Activity:
Output every record again so that it matches the original word for word.

(Stored items)
+--
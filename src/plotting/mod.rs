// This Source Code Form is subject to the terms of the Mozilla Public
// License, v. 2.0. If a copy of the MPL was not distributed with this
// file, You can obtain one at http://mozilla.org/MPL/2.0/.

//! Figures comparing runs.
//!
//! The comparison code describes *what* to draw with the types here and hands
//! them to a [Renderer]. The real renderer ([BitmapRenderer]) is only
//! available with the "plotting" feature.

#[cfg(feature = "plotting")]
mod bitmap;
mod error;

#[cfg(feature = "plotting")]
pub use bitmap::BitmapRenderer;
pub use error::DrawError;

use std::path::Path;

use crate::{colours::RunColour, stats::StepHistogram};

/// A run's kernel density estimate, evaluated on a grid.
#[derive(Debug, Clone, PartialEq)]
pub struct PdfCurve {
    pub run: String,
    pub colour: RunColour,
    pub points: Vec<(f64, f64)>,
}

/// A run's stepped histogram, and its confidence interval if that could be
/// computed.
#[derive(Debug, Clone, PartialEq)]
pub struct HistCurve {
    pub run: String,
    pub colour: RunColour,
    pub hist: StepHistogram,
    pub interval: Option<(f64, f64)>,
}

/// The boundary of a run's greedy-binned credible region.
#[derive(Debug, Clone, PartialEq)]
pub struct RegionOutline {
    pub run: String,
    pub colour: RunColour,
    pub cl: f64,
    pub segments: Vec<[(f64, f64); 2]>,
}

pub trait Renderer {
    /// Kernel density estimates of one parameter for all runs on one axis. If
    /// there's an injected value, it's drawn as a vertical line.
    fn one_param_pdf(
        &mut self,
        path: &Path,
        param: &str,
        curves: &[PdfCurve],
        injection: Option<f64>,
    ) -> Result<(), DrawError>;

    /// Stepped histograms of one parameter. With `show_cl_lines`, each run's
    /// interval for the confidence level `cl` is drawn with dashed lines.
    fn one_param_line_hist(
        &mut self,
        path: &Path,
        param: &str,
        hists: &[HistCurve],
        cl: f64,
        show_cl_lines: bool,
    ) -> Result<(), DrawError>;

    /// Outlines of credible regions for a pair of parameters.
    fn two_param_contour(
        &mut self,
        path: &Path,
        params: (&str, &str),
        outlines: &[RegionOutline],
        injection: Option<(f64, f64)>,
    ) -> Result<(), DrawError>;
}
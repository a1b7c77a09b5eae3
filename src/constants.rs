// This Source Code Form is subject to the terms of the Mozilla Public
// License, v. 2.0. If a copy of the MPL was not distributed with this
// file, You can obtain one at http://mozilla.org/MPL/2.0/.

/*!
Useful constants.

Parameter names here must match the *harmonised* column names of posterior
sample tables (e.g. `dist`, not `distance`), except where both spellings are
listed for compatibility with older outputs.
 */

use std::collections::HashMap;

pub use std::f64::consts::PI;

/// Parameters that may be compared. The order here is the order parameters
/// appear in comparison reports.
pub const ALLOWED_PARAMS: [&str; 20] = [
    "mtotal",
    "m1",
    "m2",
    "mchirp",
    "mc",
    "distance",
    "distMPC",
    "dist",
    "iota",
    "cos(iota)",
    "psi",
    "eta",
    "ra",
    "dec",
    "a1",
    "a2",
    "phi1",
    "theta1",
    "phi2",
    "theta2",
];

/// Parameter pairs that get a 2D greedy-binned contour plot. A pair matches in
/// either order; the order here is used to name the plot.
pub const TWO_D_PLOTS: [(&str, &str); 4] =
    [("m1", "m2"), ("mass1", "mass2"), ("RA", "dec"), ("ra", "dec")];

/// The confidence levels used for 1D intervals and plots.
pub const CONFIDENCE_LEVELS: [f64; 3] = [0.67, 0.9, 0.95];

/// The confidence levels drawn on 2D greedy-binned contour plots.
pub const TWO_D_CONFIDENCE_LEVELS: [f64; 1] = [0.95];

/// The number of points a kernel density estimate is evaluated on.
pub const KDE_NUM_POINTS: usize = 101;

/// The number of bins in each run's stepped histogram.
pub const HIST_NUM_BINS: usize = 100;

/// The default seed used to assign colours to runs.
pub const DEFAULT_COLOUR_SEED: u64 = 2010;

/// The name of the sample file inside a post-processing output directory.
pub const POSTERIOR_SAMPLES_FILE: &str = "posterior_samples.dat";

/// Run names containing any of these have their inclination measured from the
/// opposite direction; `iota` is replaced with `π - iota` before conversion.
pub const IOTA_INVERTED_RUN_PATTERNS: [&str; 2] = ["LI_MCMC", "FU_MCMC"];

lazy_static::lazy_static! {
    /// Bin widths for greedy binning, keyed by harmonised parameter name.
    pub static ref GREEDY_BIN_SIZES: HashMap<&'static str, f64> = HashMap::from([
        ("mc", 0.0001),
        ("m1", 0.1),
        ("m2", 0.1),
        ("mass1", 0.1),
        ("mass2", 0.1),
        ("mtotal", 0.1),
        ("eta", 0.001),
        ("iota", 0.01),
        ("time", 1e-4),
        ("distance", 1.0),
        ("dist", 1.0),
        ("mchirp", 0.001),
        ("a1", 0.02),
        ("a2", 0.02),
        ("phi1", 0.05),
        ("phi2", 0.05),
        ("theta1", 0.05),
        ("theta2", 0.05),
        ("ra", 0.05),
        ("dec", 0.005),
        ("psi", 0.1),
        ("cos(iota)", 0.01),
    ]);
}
+--
Task output:
filename src/plotting/mod.rs
// This Source Code Form is subject to the terms of the Mozilla Public
// License, v. 2.0. If a copy of the MPL was not distributed with this
// file, You can obtain one at http://mozilla.org/MPL/2.0/.

//! Figures comparing runs.
//!
//! The comparison code describes *what* to draw with the types here and hands
//! them to a [Renderer]. The real renderer ([BitmapRenderer]) is only
//! available with the "plotting" feature.

#[cfg(feature = "plotting")]
mod bitmap;
mod error;

#[cfg(feature = "plotting")]
pub use bitmap::BitmapRenderer;
pub use error::DrawError;

use std::path::Path;

use crate::{colours::RunColour, stats::StepHistogram};

/// A run's kernel density estimate, evaluated on a grid.
#[derive(Debug, Clone, PartialEq)]
pub struct PdfCurve {
    pub run: String,
    pub colour: RunColour,
    pub points: Vec<(f64, f64)>,
}

/// A run's stepped histogram, and its confidence interval if that could be
/// computed.
#[derive(Debug, Clone, PartialEq)]
pub struct HistCurve {
    pub run: String,
    pub colour: RunColour,
    pub hist: StepHistogram,
    pub interval: Option<(f64, f64)>,
}

/// The boundary of a run's greedy-binned credible region.
#[derive(Debug, Clone, PartialEq)]
pub struct RegionOutline {
    pub run: String,
    pub colour: RunColour,
    pub cl: f64,
    pub segments: Vec<[(f64, f64); 2]>,
}

pub trait Renderer {
    /// Kernel density estimates of one parameter for all runs on one axis. If
    /// there's an injected value, it's drawn as a vertical line.
    fn one_param_pdf(
        &mut self,
        path: &Path,
        param: &str,
        curves: &[PdfCurve],
        injection: Option<f64>,
    ) -> Result<(), DrawError>;

    /// Stepped histograms of one parameter. With `show_cl_lines`, each run's
    /// interval for the confidence level `cl` is drawn with dashed lines.
    fn one_param_line_hist(
        &mut self,
        path: &Path,
        param: &str,
        hists: &[HistCurve],
        cl: f64,
        show_cl_lines: bool,
    ) -> Result<(), DrawError>;

    /// Outlines of credible regions for a pair of parameters.
    fn two_param_contour(
        &mut self,
        path: &Path,
        params: (&str, &str),
        outlines: &[RegionOutline],
        injection: Option<(f64, f64)>,
    ) -> Result<(), DrawError>;
}
repository a1b7c77a09b5eae3
filename src/constants.rs
// This Source Code Form is subject to the terms of the Mozilla Public
// License, v. 2.0. If a copy of the MPL was not distributed with this
// file, You can obtain one at http://mozilla.org/MPL/2.0/.

/*!
Useful constants.

Parameter names here must match the *harmonised* column names of posterior
sample tables (e.g. `dist`, not `distance`), except where both spellings are
listed for compatibility with older outputs.
 */

use std::collections::HashMap;

pub use std::f64::consts::PI;

/// Parameters that may be compared. The order here is the order parameters
/// appear in comparison reports.
pub const ALLOWED_PARAMS: [&str; 20] = [
    "mtotal",
    "m1",
    "m2",
    "mchirp",
    "mc",
    "distance",
    "distMPC",
    "dist",
    "iota",
    "cos(iota)",
    "psi",
    "eta",
    "ra",
    "dec",
    "a1",
    "a2",
    "phi1",
    "theta1",
    "phi2",
    "theta2",
];

/// Parameter pairs that get a 2D greedy-binned contour plot. A pair matches in
/// either order; the order here is used to name the plot.
pub const TWO_D_PLOTS: [(&str, &str); 4] =
    [("m1", "m2"), ("mass1", "mass2"), ("RA", "dec"), ("ra", "dec")];

/// The confidence levels used for 1D intervals and plots.
pub const CONFIDENCE_LEVELS: [f64; 3] = [0.67, 0.9, 0.95];

/// The confidence levels drawn on 2D greedy-binned contour plots.
pub const TWO_D_CONFIDENCE_LEVELS: [f64; 1] = [0.95];

/// The number of points a kernel density estimate is evaluated on.
pub const KDE_NUM_POINTS: usize = 101;

/// The number of bins in each run's stepped histogram.
pub const HIST_NUM_BINS: usize = 100;

/// The default seed used to assign colours to runs.
pub const DEFAULT_COLOUR_SEED: u64 = 2010;

/// The name of the sample file inside a post-processing output directory.
pub const POSTERIOR_SAMPLES_FILE: &str = "posterior_samples.dat";

/// Run names containing any of these have their inclination measured from the
/// opposite direction; `iota` is replaced with `π - iota` before conversion.
pub const IOTA_INVERTED_RUN_PATTERNS: [&str; 2] = ["LI_MCMC", "FU_MCMC"];

lazy_static::lazy_static! {
    /// Bin widths for greedy binning, keyed by harmonised parameter name.
    pub static ref GREEDY_BIN_SIZES: HashMap<&'static str, f64> = HashMap::from([
        ("mc", 0.0001),
        ("m1", 0.1),
        ("m2", 0.1),
        ("mass1", 0.1),
        ("mass2", 0.1),
        ("mtotal", 0.1),
        ("eta", 0.001),
        ("iota", 0.01),
        ("time", 1e-4),
        ("distance", 1.0),
        ("dist", 1.0),
        ("mchirp", 0.001),
        ("a1", 0.02),
        ("a2", 0.02),
        ("phi1", 0.05),
        ("phi2", 0.05),
        ("theta1", 0.05),
        ("theta2", 0.05),
        ("ra", 0.05),
        ("dec", 0.005),
        ("psi", 0.1),
        ("cos(iota)", 0.01),
    ]);
}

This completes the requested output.